Please return every line from the entries that has the string "SyncError" in it.
--- INFORMATION Enclosed Below ---
//! Pass controller: scan source, scan replica, plan, execute

use crate::actions::{ActionLog, LogLevel};
use crate::error::SyncError;
use crate::sync::cancel::CancelToken;
use crate::sync::executor::Executor;
use crate::sync::plan::{plan, PlanOptions, SyncPlan};
use crate::sync::result::PassResult;
use crate::tree::walker::{Snapshot, Walker, WalkerConfig};
use std::path::{Path, PathBuf};
use std::sync::Arc;

/// Runs one full synchronization cycle between a source and a replica root
///
/// Assumes it is the only writer to the replica tree.
pub struct PassController {
    source_root: PathBuf,
    replica_root: PathBuf,
    walker_config: WalkerConfig,
    options: PlanOptions,
    log: Arc<dyn ActionLog>,
    cancel: CancelToken,
}

impl PassController {
    pub fn new(source_root: PathBuf, replica_root: PathBuf, log: Arc<dyn ActionLog>) -> Self {
        Self {
            source_root,
            replica_root,
            walker_config: WalkerConfig::default(),
            options: PlanOptions::default(),
            log,
            cancel: CancelToken::new(),
        }
    }

    pub fn with_walker_config(mut self, walker_config: WalkerConfig) -> Self {
        self.walker_config = walker_config;
        self
    }

    pub fn with_plan_options(mut self, options: PlanOptions) -> Self {
        self.options = options;
        self
    }

    pub fn with_cancel_token(mut self, cancel: CancelToken) -> Self {
        self.cancel = cancel;
        self
    }

    pub fn source_root(&self) -> &Path {
        &self.source_root
    }

    pub fn replica_root(&self) -> &Path {
        &self.replica_root
    }

    pub fn log(&self) -> &Arc<dyn ActionLog> {
        &self.log
    }

    pub fn cancel_token(&self) -> &CancelToken {
        &self.cancel
    }

    /// Compute the plan for the current state of both trees without applying it
    ///
    /// Entries that could not be read during either scan are reported
    /// ahead of the planner's own errors.
    pub fn plan_only(&self) -> Result<SyncPlan, SyncError> {
        let (mut source, mut replica) = self.scan_both()?;
        let mut sync_plan = plan(&source, &replica, self.options);

        let mut errors = source.take_errors();
        errors.extend(replica.take_errors());
        errors.append(&mut sync_plan.errors);
        sync_plan.errors = errors;
        Ok(sync_plan)
    }

    /// Run one pass
    ///
    /// Fatal when the source root is missing, not a directory, or empty.
    /// A missing replica root is scanned as empty and created by the executor.
    pub fn run_pass(&self) -> Result<PassResult, SyncError> {
        self.log.record(
            LogLevel::Info,
            &format!(
                "Pass started: {} -> {}",
                self.source_root.display(),
                self.replica_root.display()
            ),
        );

        let sync_plan = match self.plan_only() {
            Ok(sync_plan) => sync_plan,
            Err(error) => {
                self.log
                    .record(LogLevel::Error, &format!("Pass aborted: {}", error));
                return Err(error);
            }
        };

        let result = Executor::new(Arc::clone(&self.log))
            .with_cancel_token(self.cancel.clone())
            .execute(sync_plan, &self.source_root, &self.replica_root);

        let level = if result.has_errors() || result.cancelled {
            LogLevel::Warning
        } else {
            LogLevel::Info
        };
        self.log
            .record(level, &format!("Pass finished: {}", result.summary()));
        Ok(result)
    }

    fn scan_both(&self) -> Result<(Snapshot, Snapshot), SyncError> {
        let source =
            Walker::with_config(self.source_root.clone(), self.walker_config.clone()).scan()?;
        if source.is_empty() {
            return Err(SyncError::EmptySource(self.source_root.clone()));
        }

        let replica =
            match Walker::with_config(self.replica_root.clone(), self.walker_config.clone()).scan() {
                Ok(snapshot) => snapshot,
                Err(SyncError::RootNotFound(_)) => Snapshot::empty(self.replica_root.clone()),
                Err(error) => return Err(error),
            };

        Ok((source, replica))
    }
}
--- End of Enclosed INFORMATION ---
__REPLY__:
use crate::error::SyncError;
    pub fn plan_only(&self) -> Result<SyncPlan, SyncError> {
    pub fn run_pass(&self) -> Result<PassResult, SyncError> {
    fn scan_both(&self) -> Result<(Snapshot, Snapshot), SyncError> {
            return Err(SyncError::EmptySource(self.source_root.clone()));
                Err(SyncError::RootNotFound(_)) => Snapshot::empty(self.replica_root.clone()),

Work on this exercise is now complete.